▶ _WORK INSTRUCTIONS_
Copying exactly, give the lines in the material below from the one with "pub struct SecurityAddon;" to the one with "### Security", ends included, and nothing besides.
————
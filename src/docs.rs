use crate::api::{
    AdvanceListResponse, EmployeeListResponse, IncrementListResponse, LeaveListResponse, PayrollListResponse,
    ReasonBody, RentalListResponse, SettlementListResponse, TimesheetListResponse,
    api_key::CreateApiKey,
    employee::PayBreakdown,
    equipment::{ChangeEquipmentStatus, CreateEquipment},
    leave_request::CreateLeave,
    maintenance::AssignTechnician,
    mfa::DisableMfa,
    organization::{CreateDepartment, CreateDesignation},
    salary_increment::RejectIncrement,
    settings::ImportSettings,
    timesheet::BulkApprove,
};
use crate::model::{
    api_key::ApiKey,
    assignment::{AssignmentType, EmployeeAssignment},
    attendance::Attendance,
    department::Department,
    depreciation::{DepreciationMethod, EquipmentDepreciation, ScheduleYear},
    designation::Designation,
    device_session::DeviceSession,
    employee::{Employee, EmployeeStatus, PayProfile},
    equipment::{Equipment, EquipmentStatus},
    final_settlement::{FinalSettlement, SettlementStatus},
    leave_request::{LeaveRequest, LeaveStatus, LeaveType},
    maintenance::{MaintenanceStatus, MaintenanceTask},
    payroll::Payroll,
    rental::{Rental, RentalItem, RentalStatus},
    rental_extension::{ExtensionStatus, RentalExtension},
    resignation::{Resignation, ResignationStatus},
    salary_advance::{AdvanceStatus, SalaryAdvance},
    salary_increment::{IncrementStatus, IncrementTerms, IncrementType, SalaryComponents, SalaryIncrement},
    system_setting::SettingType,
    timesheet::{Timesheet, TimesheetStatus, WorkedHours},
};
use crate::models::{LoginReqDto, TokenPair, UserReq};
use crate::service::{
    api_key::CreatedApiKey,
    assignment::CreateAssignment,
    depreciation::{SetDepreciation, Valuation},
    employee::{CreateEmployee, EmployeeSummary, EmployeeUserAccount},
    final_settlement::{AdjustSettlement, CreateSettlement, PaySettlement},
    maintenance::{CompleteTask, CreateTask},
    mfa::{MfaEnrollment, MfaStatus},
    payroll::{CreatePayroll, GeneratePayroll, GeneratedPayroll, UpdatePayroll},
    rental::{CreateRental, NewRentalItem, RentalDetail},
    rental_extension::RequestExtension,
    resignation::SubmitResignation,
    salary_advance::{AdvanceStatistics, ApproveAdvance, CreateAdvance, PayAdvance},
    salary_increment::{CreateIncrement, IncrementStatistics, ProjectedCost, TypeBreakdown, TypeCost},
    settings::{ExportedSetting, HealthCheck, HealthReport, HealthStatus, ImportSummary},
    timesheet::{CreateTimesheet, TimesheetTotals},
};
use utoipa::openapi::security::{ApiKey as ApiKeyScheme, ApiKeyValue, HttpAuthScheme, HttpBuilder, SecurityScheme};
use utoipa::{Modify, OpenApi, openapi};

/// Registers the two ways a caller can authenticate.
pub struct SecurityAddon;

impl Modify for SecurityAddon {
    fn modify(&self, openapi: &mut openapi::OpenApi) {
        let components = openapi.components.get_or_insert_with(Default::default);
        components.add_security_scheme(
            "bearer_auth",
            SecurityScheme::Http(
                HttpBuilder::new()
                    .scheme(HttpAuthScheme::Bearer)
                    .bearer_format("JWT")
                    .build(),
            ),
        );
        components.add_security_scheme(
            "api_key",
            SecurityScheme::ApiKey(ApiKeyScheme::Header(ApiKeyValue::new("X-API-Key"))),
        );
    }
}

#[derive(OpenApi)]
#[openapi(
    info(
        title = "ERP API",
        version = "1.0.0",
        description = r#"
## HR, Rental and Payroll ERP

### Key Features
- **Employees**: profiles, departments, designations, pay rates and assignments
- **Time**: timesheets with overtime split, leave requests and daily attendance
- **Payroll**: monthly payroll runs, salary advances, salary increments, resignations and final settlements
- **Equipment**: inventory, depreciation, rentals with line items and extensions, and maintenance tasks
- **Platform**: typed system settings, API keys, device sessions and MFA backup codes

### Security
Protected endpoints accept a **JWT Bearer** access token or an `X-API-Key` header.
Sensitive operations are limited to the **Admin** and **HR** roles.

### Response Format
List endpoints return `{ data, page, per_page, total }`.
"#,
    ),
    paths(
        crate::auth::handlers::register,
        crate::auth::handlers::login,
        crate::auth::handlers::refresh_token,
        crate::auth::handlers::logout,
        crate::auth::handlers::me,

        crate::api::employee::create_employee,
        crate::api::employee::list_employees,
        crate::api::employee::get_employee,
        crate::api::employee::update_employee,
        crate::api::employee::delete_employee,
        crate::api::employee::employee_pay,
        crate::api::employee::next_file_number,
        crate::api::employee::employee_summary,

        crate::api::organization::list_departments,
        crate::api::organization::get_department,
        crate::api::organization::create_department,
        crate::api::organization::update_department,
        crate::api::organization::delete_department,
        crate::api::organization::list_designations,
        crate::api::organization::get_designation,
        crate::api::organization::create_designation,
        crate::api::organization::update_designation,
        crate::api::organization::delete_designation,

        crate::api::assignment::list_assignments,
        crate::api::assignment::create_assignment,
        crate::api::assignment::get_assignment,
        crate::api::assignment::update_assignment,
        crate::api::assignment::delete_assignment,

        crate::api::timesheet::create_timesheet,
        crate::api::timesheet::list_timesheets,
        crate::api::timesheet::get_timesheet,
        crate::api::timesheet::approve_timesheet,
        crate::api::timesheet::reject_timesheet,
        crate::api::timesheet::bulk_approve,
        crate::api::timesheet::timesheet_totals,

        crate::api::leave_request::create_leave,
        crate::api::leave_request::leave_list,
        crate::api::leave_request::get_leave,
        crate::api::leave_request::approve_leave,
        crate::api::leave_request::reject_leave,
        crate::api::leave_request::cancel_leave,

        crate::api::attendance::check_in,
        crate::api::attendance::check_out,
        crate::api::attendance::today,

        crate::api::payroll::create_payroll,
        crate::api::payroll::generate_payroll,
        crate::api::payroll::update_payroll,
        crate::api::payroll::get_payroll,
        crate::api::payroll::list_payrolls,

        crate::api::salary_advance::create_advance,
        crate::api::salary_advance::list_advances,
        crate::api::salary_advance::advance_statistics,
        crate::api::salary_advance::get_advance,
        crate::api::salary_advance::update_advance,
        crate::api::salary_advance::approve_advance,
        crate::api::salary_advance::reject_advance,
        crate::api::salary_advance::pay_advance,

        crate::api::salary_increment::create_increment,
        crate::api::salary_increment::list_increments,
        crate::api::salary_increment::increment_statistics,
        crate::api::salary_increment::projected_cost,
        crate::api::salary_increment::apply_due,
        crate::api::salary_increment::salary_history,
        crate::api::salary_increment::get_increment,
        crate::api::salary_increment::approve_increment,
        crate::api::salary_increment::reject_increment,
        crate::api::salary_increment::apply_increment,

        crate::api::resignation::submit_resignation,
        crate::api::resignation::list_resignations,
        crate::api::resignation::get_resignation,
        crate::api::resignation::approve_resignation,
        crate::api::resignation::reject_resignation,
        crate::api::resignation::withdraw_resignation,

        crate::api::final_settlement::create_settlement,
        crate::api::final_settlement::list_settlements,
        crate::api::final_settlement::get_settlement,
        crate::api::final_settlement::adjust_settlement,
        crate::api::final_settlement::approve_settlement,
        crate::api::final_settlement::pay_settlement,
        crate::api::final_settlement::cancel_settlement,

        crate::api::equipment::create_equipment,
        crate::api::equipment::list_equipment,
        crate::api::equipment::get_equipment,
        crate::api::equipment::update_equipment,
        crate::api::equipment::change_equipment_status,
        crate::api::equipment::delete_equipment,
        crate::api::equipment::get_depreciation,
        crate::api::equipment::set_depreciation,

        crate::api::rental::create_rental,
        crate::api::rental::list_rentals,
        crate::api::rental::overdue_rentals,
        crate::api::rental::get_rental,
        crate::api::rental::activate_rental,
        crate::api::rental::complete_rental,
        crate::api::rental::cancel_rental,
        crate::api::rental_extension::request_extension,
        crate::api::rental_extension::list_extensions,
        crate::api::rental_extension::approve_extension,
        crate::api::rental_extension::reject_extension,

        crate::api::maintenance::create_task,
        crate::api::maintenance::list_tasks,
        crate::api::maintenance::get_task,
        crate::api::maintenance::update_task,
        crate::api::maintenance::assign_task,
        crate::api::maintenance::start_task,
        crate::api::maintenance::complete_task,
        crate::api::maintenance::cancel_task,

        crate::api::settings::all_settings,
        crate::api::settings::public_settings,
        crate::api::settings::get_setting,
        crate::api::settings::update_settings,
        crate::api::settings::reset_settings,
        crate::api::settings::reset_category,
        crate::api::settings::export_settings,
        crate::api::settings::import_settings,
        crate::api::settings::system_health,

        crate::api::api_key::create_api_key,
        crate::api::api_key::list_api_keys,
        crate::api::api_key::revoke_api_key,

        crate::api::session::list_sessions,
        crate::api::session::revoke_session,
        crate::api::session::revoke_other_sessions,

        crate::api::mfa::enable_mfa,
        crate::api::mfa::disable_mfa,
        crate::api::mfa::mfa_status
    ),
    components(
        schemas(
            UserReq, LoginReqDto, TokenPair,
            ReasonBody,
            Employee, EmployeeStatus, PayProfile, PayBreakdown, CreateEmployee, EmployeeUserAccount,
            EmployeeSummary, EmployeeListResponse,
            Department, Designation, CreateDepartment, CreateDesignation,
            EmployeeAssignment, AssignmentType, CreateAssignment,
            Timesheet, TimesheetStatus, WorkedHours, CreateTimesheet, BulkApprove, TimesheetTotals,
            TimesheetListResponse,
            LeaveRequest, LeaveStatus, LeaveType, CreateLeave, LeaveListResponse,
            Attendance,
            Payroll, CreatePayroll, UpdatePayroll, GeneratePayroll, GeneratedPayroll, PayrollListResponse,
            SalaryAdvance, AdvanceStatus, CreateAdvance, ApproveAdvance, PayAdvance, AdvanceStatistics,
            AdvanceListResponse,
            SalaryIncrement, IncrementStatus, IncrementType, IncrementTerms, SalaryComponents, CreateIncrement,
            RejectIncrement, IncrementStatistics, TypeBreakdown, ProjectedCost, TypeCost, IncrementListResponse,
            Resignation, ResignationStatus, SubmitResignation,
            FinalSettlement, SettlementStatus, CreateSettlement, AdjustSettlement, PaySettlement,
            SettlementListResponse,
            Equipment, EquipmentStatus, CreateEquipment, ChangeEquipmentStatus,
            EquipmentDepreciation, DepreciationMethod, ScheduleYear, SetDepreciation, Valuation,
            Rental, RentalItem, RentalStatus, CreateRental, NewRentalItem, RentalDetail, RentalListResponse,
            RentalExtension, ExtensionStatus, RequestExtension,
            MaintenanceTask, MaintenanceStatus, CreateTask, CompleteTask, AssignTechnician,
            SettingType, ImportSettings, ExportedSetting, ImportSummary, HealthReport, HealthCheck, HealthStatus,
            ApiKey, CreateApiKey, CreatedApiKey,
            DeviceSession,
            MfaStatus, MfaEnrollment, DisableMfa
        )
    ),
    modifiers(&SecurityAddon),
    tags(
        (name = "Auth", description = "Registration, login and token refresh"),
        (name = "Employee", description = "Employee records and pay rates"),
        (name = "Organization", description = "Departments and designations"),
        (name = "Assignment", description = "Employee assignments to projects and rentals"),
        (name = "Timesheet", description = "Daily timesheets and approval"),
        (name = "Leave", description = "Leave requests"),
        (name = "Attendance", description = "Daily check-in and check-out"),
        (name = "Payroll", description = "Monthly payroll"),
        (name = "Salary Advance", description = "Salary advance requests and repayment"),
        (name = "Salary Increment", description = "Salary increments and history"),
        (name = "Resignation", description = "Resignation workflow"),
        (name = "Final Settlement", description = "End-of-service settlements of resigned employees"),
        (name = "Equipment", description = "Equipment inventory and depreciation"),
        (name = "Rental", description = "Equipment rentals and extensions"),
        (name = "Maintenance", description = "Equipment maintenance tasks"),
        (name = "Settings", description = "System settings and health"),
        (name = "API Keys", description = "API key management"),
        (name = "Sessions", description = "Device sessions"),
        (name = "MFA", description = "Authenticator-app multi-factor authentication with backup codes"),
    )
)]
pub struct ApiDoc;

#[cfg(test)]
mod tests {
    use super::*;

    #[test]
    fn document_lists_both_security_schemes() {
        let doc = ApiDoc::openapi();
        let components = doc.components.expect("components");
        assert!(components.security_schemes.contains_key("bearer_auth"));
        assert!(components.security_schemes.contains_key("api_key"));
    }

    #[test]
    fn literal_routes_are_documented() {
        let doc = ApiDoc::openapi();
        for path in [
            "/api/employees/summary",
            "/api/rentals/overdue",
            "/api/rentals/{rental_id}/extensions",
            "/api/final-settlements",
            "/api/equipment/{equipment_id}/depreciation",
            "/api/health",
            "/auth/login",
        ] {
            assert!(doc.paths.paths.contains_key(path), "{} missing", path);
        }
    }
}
————
▶ _TASK OUTPUT_
pub struct SecurityAddon;

impl Modify for SecurityAddon {
    fn modify(&self, openapi: &mut openapi::OpenApi) {
        let components = openapi.components.get_or_insert_with(Default::default);
        components.add_security_scheme(
            "bearer_auth",
            SecurityScheme::Http(
                HttpBuilder::new()
                    .scheme(HttpAuthScheme::Bearer)
                    .bearer_format("JWT")
                    .build(),
            ),
        );
        components.add_security_scheme(
            "api_key",
            SecurityScheme::ApiKey(ApiKeyScheme::Header(ApiKeyValue::new("X-API-Key"))),
        );
    }
}

#[derive(OpenApi)]
#[openapi(
    info(
        title = "ERP API",
        version = "1.0.0",
        description = r#"
## HR, Rental and Payroll ERP

### Key Features
- **Employees**: profiles, departments, designations, pay rates and assignments
- **Time**: timesheets with overtime split, leave requests and daily attendance
- **Payroll**: monthly payroll runs, salary advances, salary increments, resignations and final settlements
- **Equipment**: inventory, depreciation, rentals with line items and extensions, and maintenance tasks
- **Platform**: typed system settings, API keys, device sessions and MFA backup codes

### Security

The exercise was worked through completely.